*** THE RECORDS ***
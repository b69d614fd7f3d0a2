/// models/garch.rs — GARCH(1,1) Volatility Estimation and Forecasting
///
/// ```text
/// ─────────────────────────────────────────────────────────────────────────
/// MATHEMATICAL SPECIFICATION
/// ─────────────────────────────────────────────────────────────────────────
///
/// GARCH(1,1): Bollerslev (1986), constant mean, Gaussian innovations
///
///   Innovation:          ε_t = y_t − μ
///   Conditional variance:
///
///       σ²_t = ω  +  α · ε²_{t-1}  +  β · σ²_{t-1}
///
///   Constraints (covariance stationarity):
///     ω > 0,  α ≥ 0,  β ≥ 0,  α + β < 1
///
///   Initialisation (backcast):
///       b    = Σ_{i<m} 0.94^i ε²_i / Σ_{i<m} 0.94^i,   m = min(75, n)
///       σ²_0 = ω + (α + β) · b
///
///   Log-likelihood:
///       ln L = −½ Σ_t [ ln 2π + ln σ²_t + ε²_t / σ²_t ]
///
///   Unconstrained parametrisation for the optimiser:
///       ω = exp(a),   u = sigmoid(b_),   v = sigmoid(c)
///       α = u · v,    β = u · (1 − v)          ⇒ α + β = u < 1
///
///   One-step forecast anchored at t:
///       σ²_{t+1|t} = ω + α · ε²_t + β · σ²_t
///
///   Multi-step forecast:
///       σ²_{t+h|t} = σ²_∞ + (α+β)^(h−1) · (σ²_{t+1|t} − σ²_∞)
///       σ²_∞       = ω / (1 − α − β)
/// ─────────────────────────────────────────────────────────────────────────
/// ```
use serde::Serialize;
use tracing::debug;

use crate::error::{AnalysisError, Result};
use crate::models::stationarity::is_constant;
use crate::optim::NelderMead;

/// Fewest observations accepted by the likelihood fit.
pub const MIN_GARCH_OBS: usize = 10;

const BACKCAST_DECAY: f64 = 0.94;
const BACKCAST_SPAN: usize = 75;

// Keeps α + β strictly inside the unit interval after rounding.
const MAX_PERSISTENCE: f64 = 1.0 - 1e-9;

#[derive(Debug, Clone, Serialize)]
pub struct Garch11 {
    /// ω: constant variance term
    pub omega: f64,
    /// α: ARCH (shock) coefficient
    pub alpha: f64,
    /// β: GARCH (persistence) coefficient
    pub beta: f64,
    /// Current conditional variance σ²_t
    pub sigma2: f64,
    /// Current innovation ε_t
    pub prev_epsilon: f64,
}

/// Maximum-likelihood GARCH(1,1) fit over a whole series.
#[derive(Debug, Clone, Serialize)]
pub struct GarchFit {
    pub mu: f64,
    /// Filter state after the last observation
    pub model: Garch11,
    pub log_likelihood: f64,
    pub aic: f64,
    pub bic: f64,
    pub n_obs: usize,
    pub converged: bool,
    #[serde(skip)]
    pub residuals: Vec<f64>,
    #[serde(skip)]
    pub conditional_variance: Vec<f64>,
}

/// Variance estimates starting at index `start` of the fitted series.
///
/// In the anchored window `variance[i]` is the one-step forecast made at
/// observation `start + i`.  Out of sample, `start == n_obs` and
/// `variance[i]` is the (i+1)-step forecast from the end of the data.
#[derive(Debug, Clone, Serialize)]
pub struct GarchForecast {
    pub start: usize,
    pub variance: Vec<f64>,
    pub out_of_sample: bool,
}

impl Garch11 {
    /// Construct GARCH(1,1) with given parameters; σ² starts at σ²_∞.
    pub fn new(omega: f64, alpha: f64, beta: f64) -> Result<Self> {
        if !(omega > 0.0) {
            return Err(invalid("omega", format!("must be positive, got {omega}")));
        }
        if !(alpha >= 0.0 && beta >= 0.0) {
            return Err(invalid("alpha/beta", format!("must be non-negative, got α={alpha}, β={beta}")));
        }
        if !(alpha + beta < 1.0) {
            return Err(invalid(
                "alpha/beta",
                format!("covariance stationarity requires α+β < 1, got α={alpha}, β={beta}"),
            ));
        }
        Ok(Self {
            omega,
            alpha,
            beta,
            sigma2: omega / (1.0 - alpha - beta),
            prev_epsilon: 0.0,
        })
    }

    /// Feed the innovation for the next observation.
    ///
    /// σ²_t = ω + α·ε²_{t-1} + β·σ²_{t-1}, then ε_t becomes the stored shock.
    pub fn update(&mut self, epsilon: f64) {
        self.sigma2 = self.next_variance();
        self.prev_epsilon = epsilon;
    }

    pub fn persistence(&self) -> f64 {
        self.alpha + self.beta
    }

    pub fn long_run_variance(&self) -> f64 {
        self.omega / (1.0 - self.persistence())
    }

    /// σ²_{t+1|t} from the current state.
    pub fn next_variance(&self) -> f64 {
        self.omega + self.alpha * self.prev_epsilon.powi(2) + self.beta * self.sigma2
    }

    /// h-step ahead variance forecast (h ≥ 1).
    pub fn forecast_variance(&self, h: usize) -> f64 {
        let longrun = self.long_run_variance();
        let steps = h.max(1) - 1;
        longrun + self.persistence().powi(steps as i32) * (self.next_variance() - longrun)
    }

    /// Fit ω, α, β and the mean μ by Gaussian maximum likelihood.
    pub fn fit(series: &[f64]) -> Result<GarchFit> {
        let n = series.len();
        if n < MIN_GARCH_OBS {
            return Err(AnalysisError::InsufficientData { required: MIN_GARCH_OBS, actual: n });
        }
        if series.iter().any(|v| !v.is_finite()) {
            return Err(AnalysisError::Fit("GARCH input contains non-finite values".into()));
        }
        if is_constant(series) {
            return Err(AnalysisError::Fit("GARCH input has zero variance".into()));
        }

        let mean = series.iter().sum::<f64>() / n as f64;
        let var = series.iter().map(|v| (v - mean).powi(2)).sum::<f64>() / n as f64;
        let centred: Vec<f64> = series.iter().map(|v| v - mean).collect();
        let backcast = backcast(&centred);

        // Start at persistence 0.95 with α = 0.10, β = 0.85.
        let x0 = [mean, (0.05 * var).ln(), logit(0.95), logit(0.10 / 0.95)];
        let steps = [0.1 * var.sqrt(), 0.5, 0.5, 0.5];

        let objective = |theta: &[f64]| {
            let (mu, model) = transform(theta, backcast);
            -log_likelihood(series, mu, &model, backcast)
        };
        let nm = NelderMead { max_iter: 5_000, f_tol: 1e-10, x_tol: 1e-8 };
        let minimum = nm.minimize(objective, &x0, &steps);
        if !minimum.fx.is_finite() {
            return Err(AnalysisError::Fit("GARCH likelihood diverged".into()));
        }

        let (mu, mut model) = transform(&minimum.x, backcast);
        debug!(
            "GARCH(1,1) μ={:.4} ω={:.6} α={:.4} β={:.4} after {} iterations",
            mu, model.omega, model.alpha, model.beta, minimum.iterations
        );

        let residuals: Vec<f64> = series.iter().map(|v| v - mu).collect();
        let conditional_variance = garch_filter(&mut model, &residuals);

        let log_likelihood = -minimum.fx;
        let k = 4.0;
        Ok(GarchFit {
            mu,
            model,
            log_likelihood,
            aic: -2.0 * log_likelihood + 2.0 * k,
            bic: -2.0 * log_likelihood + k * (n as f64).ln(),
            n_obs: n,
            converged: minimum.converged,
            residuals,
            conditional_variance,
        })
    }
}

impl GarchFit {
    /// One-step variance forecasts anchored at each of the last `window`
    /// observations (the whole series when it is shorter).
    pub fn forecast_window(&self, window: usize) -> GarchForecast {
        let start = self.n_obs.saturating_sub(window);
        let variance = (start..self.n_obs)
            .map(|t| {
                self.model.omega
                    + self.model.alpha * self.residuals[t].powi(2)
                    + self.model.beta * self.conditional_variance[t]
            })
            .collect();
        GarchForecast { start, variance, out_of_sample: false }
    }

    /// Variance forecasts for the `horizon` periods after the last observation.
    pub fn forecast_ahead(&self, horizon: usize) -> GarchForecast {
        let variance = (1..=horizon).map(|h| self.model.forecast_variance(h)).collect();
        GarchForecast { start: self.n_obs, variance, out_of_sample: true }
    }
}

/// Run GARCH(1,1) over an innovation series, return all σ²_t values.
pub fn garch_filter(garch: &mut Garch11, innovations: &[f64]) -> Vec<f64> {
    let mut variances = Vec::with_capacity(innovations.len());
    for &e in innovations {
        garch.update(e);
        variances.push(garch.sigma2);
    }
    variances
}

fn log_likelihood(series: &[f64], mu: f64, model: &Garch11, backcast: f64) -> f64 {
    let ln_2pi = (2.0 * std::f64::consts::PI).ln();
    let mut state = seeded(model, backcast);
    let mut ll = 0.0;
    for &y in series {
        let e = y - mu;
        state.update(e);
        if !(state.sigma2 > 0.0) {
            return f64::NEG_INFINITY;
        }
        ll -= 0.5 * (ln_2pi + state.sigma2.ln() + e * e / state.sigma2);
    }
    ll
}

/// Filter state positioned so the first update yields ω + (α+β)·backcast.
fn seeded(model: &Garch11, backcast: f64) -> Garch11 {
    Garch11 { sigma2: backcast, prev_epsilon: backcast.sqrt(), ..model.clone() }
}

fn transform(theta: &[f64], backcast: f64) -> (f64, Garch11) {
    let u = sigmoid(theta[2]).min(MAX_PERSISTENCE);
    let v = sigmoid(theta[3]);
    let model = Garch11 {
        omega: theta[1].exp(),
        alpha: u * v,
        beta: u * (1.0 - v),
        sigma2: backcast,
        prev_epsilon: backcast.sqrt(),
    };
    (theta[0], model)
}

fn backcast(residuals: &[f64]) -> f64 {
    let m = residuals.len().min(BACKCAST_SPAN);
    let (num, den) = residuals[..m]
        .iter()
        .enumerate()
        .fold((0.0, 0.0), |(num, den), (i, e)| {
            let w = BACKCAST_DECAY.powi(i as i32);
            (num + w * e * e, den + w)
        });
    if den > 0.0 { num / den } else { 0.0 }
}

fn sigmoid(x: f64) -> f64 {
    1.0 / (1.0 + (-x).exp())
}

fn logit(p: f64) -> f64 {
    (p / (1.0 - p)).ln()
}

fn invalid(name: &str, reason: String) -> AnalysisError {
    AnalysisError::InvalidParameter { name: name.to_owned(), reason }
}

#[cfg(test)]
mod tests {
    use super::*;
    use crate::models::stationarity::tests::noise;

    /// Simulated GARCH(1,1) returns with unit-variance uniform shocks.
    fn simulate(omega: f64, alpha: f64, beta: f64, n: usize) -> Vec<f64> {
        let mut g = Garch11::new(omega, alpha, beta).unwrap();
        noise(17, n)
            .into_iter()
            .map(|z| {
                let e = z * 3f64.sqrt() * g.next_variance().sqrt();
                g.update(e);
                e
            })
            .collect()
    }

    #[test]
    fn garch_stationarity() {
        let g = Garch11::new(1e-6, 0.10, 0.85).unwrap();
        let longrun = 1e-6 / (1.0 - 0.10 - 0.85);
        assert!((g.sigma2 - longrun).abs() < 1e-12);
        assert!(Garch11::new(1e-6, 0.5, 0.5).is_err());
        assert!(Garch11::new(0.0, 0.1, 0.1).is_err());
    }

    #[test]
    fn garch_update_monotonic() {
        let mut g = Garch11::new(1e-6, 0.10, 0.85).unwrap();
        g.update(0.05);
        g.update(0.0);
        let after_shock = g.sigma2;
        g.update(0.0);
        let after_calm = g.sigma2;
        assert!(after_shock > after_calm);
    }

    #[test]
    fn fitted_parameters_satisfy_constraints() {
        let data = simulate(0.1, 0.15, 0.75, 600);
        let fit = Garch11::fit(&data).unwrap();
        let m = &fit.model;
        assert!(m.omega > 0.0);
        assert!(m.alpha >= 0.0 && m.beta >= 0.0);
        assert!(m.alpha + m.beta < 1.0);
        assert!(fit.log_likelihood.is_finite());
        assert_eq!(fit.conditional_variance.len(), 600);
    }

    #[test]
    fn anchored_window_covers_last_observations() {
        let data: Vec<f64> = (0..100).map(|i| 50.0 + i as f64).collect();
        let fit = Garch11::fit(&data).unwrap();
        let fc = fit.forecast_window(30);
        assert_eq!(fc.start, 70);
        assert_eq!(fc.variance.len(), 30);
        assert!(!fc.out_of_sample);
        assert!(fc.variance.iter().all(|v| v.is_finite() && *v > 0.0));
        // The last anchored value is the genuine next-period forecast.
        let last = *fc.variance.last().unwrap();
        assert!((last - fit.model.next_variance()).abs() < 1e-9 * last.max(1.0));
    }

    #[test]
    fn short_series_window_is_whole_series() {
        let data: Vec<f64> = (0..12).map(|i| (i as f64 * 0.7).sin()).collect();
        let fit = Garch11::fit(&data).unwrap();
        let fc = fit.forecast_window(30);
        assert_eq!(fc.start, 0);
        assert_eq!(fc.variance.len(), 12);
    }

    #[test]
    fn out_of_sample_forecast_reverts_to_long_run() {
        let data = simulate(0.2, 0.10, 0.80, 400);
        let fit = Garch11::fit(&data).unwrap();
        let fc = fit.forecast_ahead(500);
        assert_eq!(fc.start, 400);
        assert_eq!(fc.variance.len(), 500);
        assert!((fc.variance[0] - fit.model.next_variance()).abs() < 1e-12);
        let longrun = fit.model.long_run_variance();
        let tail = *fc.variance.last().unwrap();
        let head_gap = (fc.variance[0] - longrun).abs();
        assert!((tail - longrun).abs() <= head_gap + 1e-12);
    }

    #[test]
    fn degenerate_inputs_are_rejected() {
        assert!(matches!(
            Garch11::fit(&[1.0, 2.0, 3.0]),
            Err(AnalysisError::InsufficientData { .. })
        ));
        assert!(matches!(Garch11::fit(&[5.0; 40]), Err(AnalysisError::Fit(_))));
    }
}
***
» **INSTRUCTIONS TO FOLLOW**
To answer, count the lines of the material that contain "format" and give only that number.

» **PROBLEM SOLUTION**
3